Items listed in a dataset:

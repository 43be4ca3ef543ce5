//! Catalog loading, caching and filtering.

/// Load-once catalog cache shared by the views.
pub mod cache;
/// Category filter tags.
pub mod filter;
/// Reading the catalog from its static source.
pub mod loader;
/// Loaded records plus the active filter.
pub mod store;

pub use cache::{Catalog, CatalogCache};
pub use filter::{visible, FilterTag};
pub use loader::{parse_catalog, CatalogError, CatalogLoader, CatalogSource};
pub use store::CatalogStore;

# What you should do:
Copy nothing except the lines from the one with "by the views." through the end of the records; keep each exactly as it appears, first and last included.

# Exercise result:
/// Load-once catalog cache shared by the views.
pub mod cache;
/// Category filter tags.
pub mod filter;
/// Reading the catalog from its static source.
pub mod loader;
/// Loaded records plus the active filter.
pub mod store;

pub use cache::{Catalog, CatalogCache};
pub use filter::{visible, FilterTag};
pub use loader::{parse_catalog, CatalogError, CatalogLoader, CatalogSource};
pub use store::CatalogStore;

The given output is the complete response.